Serving the High Plains
The $50 million “junior” spending bill Gov. Michelle Lujan Grisham vetoed last week provided a current-events lesson in just one of the dysfunctional aspects of our state’s legislative structure.
The bill provided supplemental spending for a host of purposes picked by individual lawmakers. The $50 million would come from the state’s general fund, even though about half of it was earmarked for capital projects, usually funded through general obligation bonds.
In vetoing the legislation, the governor noted some of the projects wouldn’t get enough funding to be completed. She makes a strong point, especially considering $1.8 billion in capital outlay money remains unspent since last fall, often because projects have yet to get full funding.
It’s also hard to defend a proposal that has absolutely no transparency or vetting: Each lawmaker receives a certain amount of money to spend — $600,000 for each senator and $360,000 for each House member — and their pet projects are bundled into one package with no way of knowing who wanted what.
Yet the governor’s veto sparked immediate blowback from lawmakers, who said they were blindsided. Legislators on both sides of the aisle last week were calling for an “extraordinary session” to override the veto.
Lujan Grisham said she wasn’t convinced the junior bill “upholds principles of fiscal responsibility” and expressed hope the veto would be a catalyst for changing the practice of supplemental appropriations.
But much more needs to change than supplemental appropriations.
We already know the many drawbacks to the state’s current legislative structure. Debate over modernizing the Legislature has intensified in recent years as Democratic and Republican legislators alike have proposed changes to the state’s system of citizen legislators and short, intense legislative sessions.
New Mexico lawmakers draw per diem payments rather than a salary; we have the only non-salaried legislature in the nation. And most of their work is handled in regular sessions of 30 and 60 days in alternating years, far shorter sessions than those of other legislatures.

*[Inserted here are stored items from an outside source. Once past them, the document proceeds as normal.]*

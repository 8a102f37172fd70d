use super::Statement;

/// A query listing a live table's columns in position order.
///
/// The table name is passed as a parameter.
#[derive(Debug, Clone)]
pub struct DescribeTable {
    pub table: String,
}

impl Statement {
    pub fn describe_table(table: impl Into<String>) -> Self {
        DescribeTable {
            table: table.into(),
        }
        .into()
    }
}

impl From<DescribeTable> for Statement {
    fn from(value: DescribeTable) -> Self {
        Self::DescribeTable(value)
    }
}
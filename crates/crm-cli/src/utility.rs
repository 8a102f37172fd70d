/// Redact the password portion of a database URL for safe display.
///
/// If the URL can be parsed and contains a password, replaces it with `***`.
/// If parsing fails (e.g. `sqlite::memory:`), returns the original string unchanged.
pub(crate) fn redact_url_password(url: &str) -> String {
    match url::Url::parse(url) {
        Ok(mut parsed) => {
            if parsed.password().is_some() {
                let _ = parsed.set_password(Some("***"));
            }
            parsed.to_string()
        }
        Err(_) => url.to_string(),
    }
}
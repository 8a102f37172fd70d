#[macro_export]
macro_rules! assert_some {
    ($e:expr) => {
        match $e {
            Some(v) => v,
            None => panic!("expected `Some`; actual=None"),
        }
    };
}

#[macro_export]
macro_rules! assert_none {
    ($e:expr) => {
        match $e {
            None => {}
            actual => panic!("expected `None`; actual={:?}", actual),
        }
    };
}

Getting lawmakers to send voters legislation amending the New Mexico Constitution depends largely on pressure from constituents. At some point, voters must realize it’s time to modernize the Legislature, implementing processes that lead to better legislation and more accountable spending.
But simply paying lawmakers or expanding the time they legislate is not enough. Any new structure needs to look at transparency, staff support, session rules and funding capital outlay projects.
It’s time for the Legislative Council Service to analyze other states’ structures and come up with recommended best-practices models.
It’s well past time for lawmakers to acknowledge what many of their constituents have shared: The current system bars too many New Mexicans from serving in the Legislature, and rush jobs are a poor way to run a state.
The part-time, unpaid citizen Legislature envisioned by the drafters of the New Mexico Constitution more than a century ago today actually limits participation and encourages conflicts of interest. And the structure of our sessions stymies adequate vetting of real reforms.